(Source records)
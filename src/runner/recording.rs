// file: src/runner/recording.rs
// version: 1.0.0
// guid: c127c4db-6c8a-4b57-906f-84f72d0c3e9a

//! A runner that records invocations and replays canned replies

use super::{CommandRunner, CommandSpec};
use crate::error::WorkbenchError;
use crate::Result;
use std::collections::{HashMap, VecDeque};
use std::sync::Mutex;

#[derive(Debug, Clone)]
enum Reply {
    Stdout(String),
    Fail { exit_code: i32, stderr: String },
}

/// Records every command instead of running it
///
/// Replies are queued per program name and consumed in order; a program
/// with no queued reply succeeds with empty output.
#[derive(Debug, Default)]
pub struct RecordingRunner {
    calls: Mutex<Vec<CommandSpec>>,
    replies: Mutex<HashMap<String, VecDeque<Reply>>>,
}

impl RecordingRunner {
    /// Create an empty recorder
    pub fn new() -> Self {
        Self::default()
    }

    /// Queue stdout for the next call of `program`
    pub fn reply(self, program: &str, stdout: impl Into<String>) -> Self {
        self.push(program, Reply::Stdout(stdout.into()));
        self
    }

    /// Make the next call of `program` fail
    pub fn fail(self, program: &str, exit_code: i32, stderr: impl Into<String>) -> Self {
        self.push(
            program,
            Reply::Fail {
                exit_code,
                stderr: stderr.into(),
            },
        );
        self
    }

    fn push(&self, program: &str, reply: Reply) {
        self.replies
            .lock()
            .unwrap_or_else(|e| e.into_inner())
            .entry(program.to_string())
            .or_default()
            .push_back(reply);
    }

    /// Every command seen so far, in order
    pub fn calls(&self) -> Vec<CommandSpec> {
        self.calls.lock().unwrap_or_else(|e| e.into_inner()).clone()
    }

    /// Every command seen so far, rendered as shell lines
    pub fn lines(&self) -> Vec<String> {
        self.calls().iter().map(ToString::to_string).collect()
    }

    fn record(&self, spec: &CommandSpec) -> Result<String> {
        self.calls
            .lock()
            .unwrap_or_else(|e| e.into_inner())
            .push(spec.clone());

        let reply = self
            .replies
            .lock()
            .unwrap_or_else(|e| e.into_inner())
            .get_mut(&spec.program)
            .and_then(VecDeque::pop_front);

        match reply {
            None => Ok(String::new()),
            Some(Reply::Stdout(out)) => Ok(out),
            Some(Reply::Fail { exit_code, stderr }) => Err(WorkbenchError::ProcessError {
                command: spec.to_string(),
                exit_code: Some(exit_code),
                stderr,
            }),
        }
    }
}

#[async_trait::async_trait]
impl CommandRunner for RecordingRunner {
    async fn run(&self, spec: &CommandSpec) -> Result<()> {
        self.record(spec).map(|_| ())
    }

    async fn output(&self, spec: &CommandSpec) -> Result<String> {
        self.record(spec)
    }
}

#[cfg(test)]
mod tests {
    use super::*;

    #[tokio::test]
    async fn test_replies_are_consumed_in_order() {
        let runner = RecordingRunner::new()
            .reply("git", "first")
            .fail("git", 2, "second failed");

        let spec = CommandSpec::new("git").arg("ls-remote");
        assert_eq!(runner.output(&spec).await.unwrap(), "first");
        assert_eq!(runner.output(&spec).await.unwrap_err().exit_code(), Some(2));
        assert_eq!(runner.output(&spec).await.unwrap(), "");
        assert_eq!(runner.calls().len(), 3);
    }

    #[tokio::test]
    async fn test_lines_render_commands() {
        let runner = RecordingRunner::new();
        runner
            .run(&CommandSpec::new("toolbox").args(["create", "dev"]))
            .await
            .unwrap();

        assert_eq!(runner.lines(), vec!["toolbox create dev"]);
    }
}
// file: src/qemu/mod.rs
// version: 1.0.0
// guid: be4d99f4-5104-43d4-84ad-e4b2ebbcd10c

//! UEFI application test harness
//!
//! Stages firmware and an EFI binary in a scratch directory, wraps them in
//! a bootable FAT filesystem and boots them under the matching
//! `qemu-system-*` emulator. The scratch directory lives exactly as long as
//! one [`run_qemu`] call unless the caller asks to keep it.

pub mod args;
pub mod disk;
pub mod scratch;

pub use args::QemuArgs;
pub use disk::BootDisk;
pub use scratch::{startup_script, ScratchLayout};

use crate::config::{sections::MIN_DISK_SIZE_MB, ArchProfile, Architecture, QemuConfig};
use crate::error::WorkbenchError;
use crate::runner::{CommandRunner, CommandSpec};
use crate::Result;
use std::path::{Path, PathBuf};
use tracing::{info, warn};

/// How the boot filesystem is presented to the guest
#[derive(Debug, Clone, Copy, PartialEq, Eq, Default)]
pub enum DiskMode {
    /// Synthesized FAT32 image (needs dd and mtools)
    #[default]
    Image,
    /// qemu vvfat view of the scratch directory
    Directory,
}

/// Options for one harness run
#[derive(Debug, Clone)]
pub struct RunOptions {
    pub efi_file: PathBuf,
    pub arch: Architecture,
    pub qemu: Option<String>,
    pub code: Option<PathBuf>,
    pub vars: Option<PathBuf>,
    pub shell: Option<PathBuf>,
    pub no_shell: bool,
    pub disk_mode: DiskMode,
    pub disk_size_mb: u32,
    pub keep_scratch: bool,
    pub extra_args: Vec<String>,
}

impl RunOptions {
    /// Defaults from the configuration for the given EFI file
    pub fn new(efi_file: impl Into<PathBuf>, config: &QemuConfig) -> Self {
        Self {
            efi_file: efi_file.into(),
            arch: config.default_arch,
            qemu: None,
            code: None,
            vars: None,
            shell: None,
            no_shell: false,
            disk_mode: DiskMode::Image,
            disk_size_mb: config.disk_size_mb,
            keep_scratch: false,
            extra_args: Vec::new(),
        }
    }

    /// The configured profile with command line overrides applied
    pub fn resolve_profile(&self, config: &QemuConfig) -> ArchProfile {
        let mut profile = config.profile(self.arch);
        if let Some(qemu) = &self.qemu {
            profile.qemu = qemu.clone();
        }
        if let Some(code) = &self.code {
            profile.code = code.clone();
        }
        if let Some(vars) = &self.vars {
            profile.vars = vars.clone();
        }
        if let Some(shell) = &self.shell {
            profile.shell = Some(shell.clone());
        }
        if self.no_shell {
            profile.shell = None;
        }
        profile
    }
}

fn require_file(path: &Path, what: &str) -> Result<()> {
    if path.is_file() {
        Ok(())
    } else {
        Err(WorkbenchError::QemuError(format!(
            "{} not found: {}",
            what,
            path.display()
        )))
    }
}

/// Boot the EFI application under qemu and wait for the emulator to exit
pub async fn run_qemu<R>(runner: &R, profile: &ArchProfile, options: &RunOptions) -> Result<()>
where
    R: CommandRunner + ?Sized,
{
    if options.disk_mode == DiskMode::Image && options.disk_size_mb < MIN_DISK_SIZE_MB {
        return Err(WorkbenchError::validation(format!(
            "FAT32 boot image needs at least {} MiB (got {})",
            MIN_DISK_SIZE_MB, options.disk_size_mb
        )));
    }
    require_file(&options.efi_file, "EFI file")?;
    require_file(&profile.code, "OVMF code image")?;
    require_file(&profile.vars, "OVMF vars image")?;

    let shell = match &profile.shell {
        Some(iso) if iso.is_file() => Some(iso.as_path()),
        Some(iso) => {
            warn!("UEFI shell ISO not found, continuing without it: {}", iso.display());
            None
        }
        None => None,
    };

    let scratch = tempfile::Builder::new().prefix("run-qemu-").tempdir()?;
    let result = boot(runner, profile, options, scratch.path(), shell).await;

    if options.keep_scratch {
        let kept = scratch.keep();
        info!("Keeping scratch directory: {}", kept.display());
    }

    result
}

async fn boot<R>(
    runner: &R,
    profile: &ArchProfile,
    options: &RunOptions,
    dir: &Path,
    shell: Option<&Path>,
) -> Result<()>
where
    R: CommandRunner + ?Sized,
{
    let layout =
        ScratchLayout::prepare(dir, &options.efi_file, &profile.code, &profile.vars, shell)
            .await?;

    let boot_disk = match options.disk_mode {
        DiskMode::Image => disk::create_fat_image(runner, &layout, options.disk_size_mb).await?,
        DiskMode::Directory => BootDisk::Directory(layout.dir.clone()),
    };

    let args = QemuArgs {
        machine_args: &profile.machine_args,
        code: &layout.code,
        vars: &layout.vars,
        boot: &boot_disk,
        shell: layout.shell.as_deref(),
        extra: &options.extra_args,
    }
    .to_args();

    info!(
        "Booting {} on {} with {}",
        options.efi_file.display(),
        options.arch,
        profile.qemu
    );

    runner
        .run(&CommandSpec::new(profile.qemu.clone()).args(args))
        .await
}
// file: src/toolbox/update.rs
// version: 1.0.0
// guid: 854b427a-de4c-434a-8136-61094f6168a5

//! Upgrade packages in existing containers

use super::{begin_block, dnf, end_block};
use crate::runner::CommandRunner;
use crate::Result;
use std::io::Write;

/// Run `dnf upgrade` in each container, stopping at the first failure
pub async fn update_containers<R, W>(runner: &R, out: &mut W, containers: &[String]) -> Result<()>
where
    R: CommandRunner + ?Sized,
    W: Write,
{
    for container in containers {
        begin_block(out, &format!("Updating {}", container))?;
        runner.run(&dnf(container, "upgrade", &[])).await?;
        end_block(out)?;
    }
    Ok(())
}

Task item: State the number of lines above that hold the string "CommandRunner", with nothing added.

Reply to the exercise: 7